Re: Slider AM fails to run when RM in HA setup fails over

Posted by Manoj Samel <ma...@gmail.com>.
Hi Gour,

Thanks for your prompt reply.

FYI, issue happens when I create slider app when rm1 is active and when rm1
fails over to rm2. As soon as rm2 becomes active; the slider AM goes from
RUNNING to ACCEPTED state with above error.
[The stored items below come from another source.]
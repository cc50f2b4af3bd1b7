use crate::config::BarConfig;
use crate::dataset::Dataset;
use crate::format::LocalizedText;
use crate::scale::{BandScale, LinearScale};
use crate::scene::{EntityId, Scene, Shape, ShapeKind};
use crate::tooltip::TooltipField;

use super::axis::{self, Tick};
use super::{ChartError, value_domain_top};

/// Vertical bars, one per bucket, in input order.
#[derive(Debug, Clone)]
pub struct BarChart {
    pub data: Dataset,
    pub config: BarConfig,
}

impl BarChart {
    pub fn new(data: Dataset, config: BarConfig) -> Self {
        Self { data, config }
    }

    pub fn render(&self) -> Result<Scene, ChartError> {
        let config = &self.config;
        config.validate()?;
        self.data.validate_non_empty()?;

        let (plot_w, plot_h) = (config.plot_width(), config.plot_height());
        let x = BandScale::new(self.data.labels(), (0.0, plot_w), config.x_axis_padding)?;
        let top = value_domain_top(self.data.max(), config.y_axis_max_factor);
        let y = LinearScale::new((0.0, top), (plot_h, 0.0))?;

        let mut scene = Scene::new(config.width, config.height);
        scene.origin = (config.y_axis_annotation_width, config.x_axis_annotation_height);

        axis::bottom(
            &mut scene,
            &axis::band_ticks(&x)?,
            (0.0, plot_w),
            plot_h,
            config.x_axis_label_rotation,
        );
        let y_ticks: Vec<Tick> = y
            .ticks(config.y_axis_tick_count)
            .into_iter()
            .map(|v| Tick::value(v, y.map(v)))
            .collect();
        axis::left(&mut scene, &y_ticks, (plot_h, 0.0), 0.0);

        for (label, value) in self.data.iter() {
            let bar_y = y.map(value);
            let id = scene.push(Shape::new(
                ShapeKind::Rect {
                    x: x.position(label)?,
                    y: bar_y,
                    width: x.bandwidth(),
                    height: plot_h - bar_y,
                },
                "bar-chart-bar",
            ));
            scene.bind(
                id,
                EntityId::key(label),
                vec![
                    TooltipField::new("bucket", LocalizedText::same(label)),
                    TooltipField::new("value", LocalizedText::number(value)),
                ],
            );
        }
        Ok(scene)
    }
}
//! Static province reference tables and boundary path generation.

use std::collections::HashMap;
use std::fmt::Write;

use indexmap::IndexMap;
use serde::{Deserialize, Serialize};
use thiserror::Error;

use crate::projection::{GeoPoint, MercatorProjection, ProjectionError};

/// Key of the sentinel entity collecting counts without a known province.
pub const UNKNOWN_PROVINCE: &str = "-Unknown-";
/// Turkish display name of [`UNKNOWN_PROVINCE`].
pub const UNKNOWN_PROVINCE_TR: &str = "-Bilinmiyor-";

#[derive(Debug, Error)]
pub enum GeoError {
    #[error("failed to parse reference table: {0}")]
    Parse(#[from] serde_json::Error),
    #[error("feature `{0}` contains a position with fewer than two coordinates")]
    MalformedPosition(String),
    #[error(transparent)]
    Projection(#[from] ProjectionError),
}

#[derive(Debug, Clone, PartialEq, Serialize, Deserialize)]
#[serde(tag = "type", content = "coordinates")]
pub enum Geometry {
    Polygon(Vec<Vec<Vec<f64>>>),
    MultiPolygon(Vec<Vec<Vec<Vec<f64>>>>),
}

impl Geometry {
    fn polygons(&self) -> Vec<&Vec<Vec<Vec<f64>>>> {
        match self {
            Self::Polygon(rings) => vec![rings],
            Self::MultiPolygon(polygons) => polygons.iter().collect(),
        }
    }
}

#[derive(Debug, Clone, PartialEq, Serialize, Deserialize)]
pub struct FeatureProperties {
    pub name: String,
}

#[derive(Debug, Clone, PartialEq, Serialize, Deserialize)]
pub struct ProvinceFeature {
    pub properties: FeatureProperties,
    pub geometry: Geometry,
}

impl ProvinceFeature {
    pub fn name(&self) -> &str {
        &self.properties.name
    }
}

#[derive(Debug, Clone, PartialEq, Serialize, Deserialize)]
struct FeatureCollection {
    features: Vec<ProvinceFeature>,
}

/// Province centroids, populations and boundaries. Supplied once per render.
#[derive(Debug, Clone, Default, PartialEq)]
pub struct ProvinceTables {
    pub coordinates: HashMap<String, GeoPoint>,
    /// Insertion order drives marker and aggregate ordering.
    pub populations: IndexMap<String, u64>,
    pub boundaries: Vec<ProvinceFeature>,
}

impl ProvinceTables {
    /// Parse the three reference files: `{name: {lat, lon}}`, `{name: population}`
    /// and a GeoJSON-like feature collection whose features carry a `name` property.
    pub fn from_json(
        coordinates: &str,
        populations: &str,
        boundaries: &str,
    ) -> Result<Self, GeoError> {
        let coordinates: HashMap<String, GeoPoint> = serde_json::from_str(coordinates)?;
        let populations: IndexMap<String, u64> = serde_json::from_str(populations)?;
        let collection: FeatureCollection = serde_json::from_str(boundaries)?;
        Ok(Self {
            coordinates,
            populations,
            boundaries: collection.features,
        })
    }

    pub fn population(&self, province: &str) -> u64 {
        self.populations.get(province).copied().unwrap_or(0)
    }

    pub fn total_population(&self) -> u64 {
        self.populations.values().sum()
    }
}

/// SVG path data for a feature's rings, projected to the drawing surface.
pub fn boundary_path(
    feature: &ProvinceFeature,
    projection: &MercatorProjection,
) -> Result<String, GeoError> {
    let mut d = String::new();
    for polygon in feature.geometry.polygons() {
        for ring in polygon {
            for (i, position) in ring.iter().enumerate() {
                // Extra ordinates (altitude) are ignored.
                let (Some(&lon), Some(&lat)) = (position.first(), position.get(1)) else {
                    return Err(GeoError::MalformedPosition(feature.name().to_string()));
                };
                write_vertex(&mut d, i, projection.project(lon, lat)?);
            }
            if !ring.is_empty() {
                d.push('Z');
            }
        }
    }
    Ok(d)
}

fn write_vertex(d: &mut String, i: usize, (x, y): (f64, f64)) {
    let cmd = if i == 0 { 'M' } else { 'L' };
    let _ = write!(d, "{cmd}{x:.2},{y:.2}");
}

#[cfg(test)]
mod tests {
    use super::*;

    const COORDS: &str = r#"{"34": {"lat": 41.0, "lon": 29.0}, "-Unknown-": {"lat": 42.5, "lon": 33.0}}"#;
    const POPULATIONS: &str = r#"{"34": 1000000, "06": 500000}"#;
    const BOUNDARIES: &str = r#"{
        "type": "FeatureCollection",
        "features": [
            {"type": "Feature", "properties": {"name": "34"},
             "geometry": {"type": "Polygon", "coordinates": [[[28.0, 41.0], [30.0, 41.0], [29.0, 42.0]]]}},
            {"type": "Feature", "properties": {"name": "06"},
             "geometry": {"type": "MultiPolygon", "coordinates": [[[[32.0, 39.0], [33.0, 39.0], [32.5, 40.0, 120.0]]], [[[31.0, 38.0], [31.5, 38.0], [31.2, 38.5]]]]}}
        ]
    }"#;

    fn projection() -> MercatorProjection {
        MercatorProjection::new(GeoPoint { lon: 35.3, lat: 39.0 }, 4200.0, (720.0, 325.0))
            .expect("valid projection")
    }

    #[test]
    fn parses_reference_tables_in_order() {
        let tables = ProvinceTables::from_json(COORDS, POPULATIONS, BOUNDARIES).expect("parse");
        assert_eq!(
            tables.populations.keys().collect::<Vec<_>>(),
            vec!["34", "06"]
        );
        assert_eq!(tables.population("06"), 500_000);
        assert_eq!(tables.population(UNKNOWN_PROVINCE), 0);
        assert_eq!(tables.total_population(), 1_500_000);
        assert_eq!(tables.boundaries.len(), 2);
        assert_eq!(tables.boundaries[1].name(), "06");
        assert_eq!(tables.coordinates["34"], GeoPoint { lon: 29.0, lat: 41.0 });
    }

    #[test]
    fn polygon_path_has_one_closed_ring() {
        let tables = ProvinceTables::from_json(COORDS, POPULATIONS, BOUNDARIES).expect("parse");
        let d = boundary_path(&tables.boundaries[0], &projection()).expect("path");
        assert!(d.starts_with('M'));
        assert_eq!(d.matches('M').count(), 1);
        assert_eq!(d.matches('L').count(), 2);
        assert!(d.ends_with('Z'));
    }

    #[test]
    fn multipolygon_path_ignores_altitude_and_closes_each_ring() {
        let tables = ProvinceTables::from_json(COORDS, POPULATIONS, BOUNDARIES).expect("parse");
        let d = boundary_path(&tables.boundaries[1], &projection()).expect("path");
        assert_eq!(d.matches('M').count(), 2);
        assert_eq!(d.matches('Z').count(), 2);
    }

    #[test]
    fn short_positions_are_rejected() {
        let feature = ProvinceFeature {
            properties: FeatureProperties { name: "bad".into() },
            geometry: Geometry::Polygon(vec![vec![vec![1.0]]]),
        };
        assert!(matches!(
            boundary_path(&feature, &projection()),
            Err(GeoError::MalformedPosition(name)) if name == "bad"
        ));
    }

    #[test]
    fn invalid_json_is_a_parse_error() {
        assert!(matches!(
            ProvinceTables::from_json("{", POPULATIONS, BOUNDARIES),
            Err(GeoError::Parse(_))
        ));
    }
}
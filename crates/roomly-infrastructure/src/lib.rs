//! On-device infrastructure for the Roomly client: path resolution, the
//! file-backed credential store, and client configuration loading.

pub mod config_service;
pub mod credential_store;
pub mod paths;

pub use crate::config_service::ConfigService;
pub use crate::credential_store::FileCredentialStore;
pub use crate::paths::RoomlyPaths;
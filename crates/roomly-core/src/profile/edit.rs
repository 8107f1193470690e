//! Profile edit request and outcome types.
//!
//! A profile edit is two independent sub-operations (avatar upload, text
//! field update). This module carries the request describing which sides are
//! present and the merge rule that combines the two results into the single
//! message shown to the user.

use super::model::{AvatarSource, ProfileFields};

/// What the user wants synchronized.
///
/// Each side is present only if the user actually modified it since the last
/// sync. A request with neither side set is rejected before any network call.
#[derive(Debug, Clone, PartialEq, Eq)]
pub struct ProfileEditRequest {
    /// Full replacement values for the text fields, when any was modified.
    pub text_fields: Option<ProfileFields>,
    /// Newly selected avatar image, when one was picked.
    pub avatar: Option<AvatarSource>,
}

impl ProfileEditRequest {
    /// True when there is nothing to synchronize.
    pub fn is_empty(&self) -> bool {
        self.text_fields.is_none() && self.avatar.is_none()
    }
}

/// The result of one sub-operation.
#[derive(Debug, Clone, PartialEq, Eq)]
pub enum SubOutcome<T> {
    /// The sub-operation's input was absent; it was never issued.
    NotAttempted,
    Succeeded(T),
    Failed(String),
}

impl<T> SubOutcome<T> {
    pub fn is_succeeded(&self) -> bool {
        matches!(self, Self::Succeeded(_))
    }

    pub fn is_failed(&self) -> bool {
        matches!(self, Self::Failed(_))
    }

    /// The failure reason, if this sub-operation was attempted and failed.
    pub fn failure_reason(&self) -> Option<&str> {
        match self {
            Self::Failed(reason) => Some(reason),
            _ => None,
        }
    }
}

/// Combined result of a submitted profile edit.
#[derive(Debug, Clone, PartialEq, Eq)]
pub struct ProfileEditOutcome {
    /// Avatar upload result; success carries the new picture URL.
    pub avatar: SubOutcome<String>,
    /// Text update result; success carries the server-returned field values.
    pub text: SubOutcome<ProfileFields>,
}

impl Default for ProfileEditOutcome {
    fn default() -> Self {
        Self {
            avatar: SubOutcome::NotAttempted,
            text: SubOutcome::NotAttempted,
        }
    }
}

impl ProfileEditOutcome {
    /// Merges the two sub-operation results into one reported outcome.
    ///
    /// Any attempted failure makes the combined outcome a failure, reporting
    /// the reason of the first failing sub-operation in issue order (avatar
    /// before text). Sub-operations that were never attempted do not affect
    /// the merge.
    pub fn summary(&self) -> EditSummary {
        let first_failure = self
            .avatar
            .failure_reason()
            .or_else(|| self.text.failure_reason());

        match first_failure {
            Some(reason) => EditSummary::Failed(reason.to_string()),
            None => EditSummary::Updated,
        }
    }
}

/// The single user-visible result of a profile edit.
#[derive(Debug, Clone, PartialEq, Eq)]
pub enum EditSummary {
    /// Every attempted sub-operation succeeded.
    Updated,
    /// At least one attempted sub-operation failed, with its reason.
    Failed(String),
}

impl EditSummary {
    /// The confirmation or error message to display.
    pub fn message(&self) -> &str {
        match self {
            Self::Updated => "Your profile has been updated",
            Self::Failed(reason) => reason,
        }
    }
}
For your suggestion, I did following

1) Copied core-site, hdfs-site, yarn-site, and mapred-site from
HADOOP_CONF_DIR
to slider conf directory.
2) Our slider-env.sh already had HADOOP_CONF_DIR set
3) I removed all properties from slider-client.xml EXCEPT following

   - HADOOP_CONF_DIR
   - slider.yarn.queue
   - slider.zookeeper.quorum
   - hadoop.registry.zk.quorum
   - hadoop.registry.zk.root
   - hadoop.security.authorization
   - hadoop.security.authentication

Then I made rm1 active, installed and created slider app and restarted rm1
(to make rm2) active. The slider-am again went from RUNNING to ACCEPTED
state.

Let me know if you want me to try further changes.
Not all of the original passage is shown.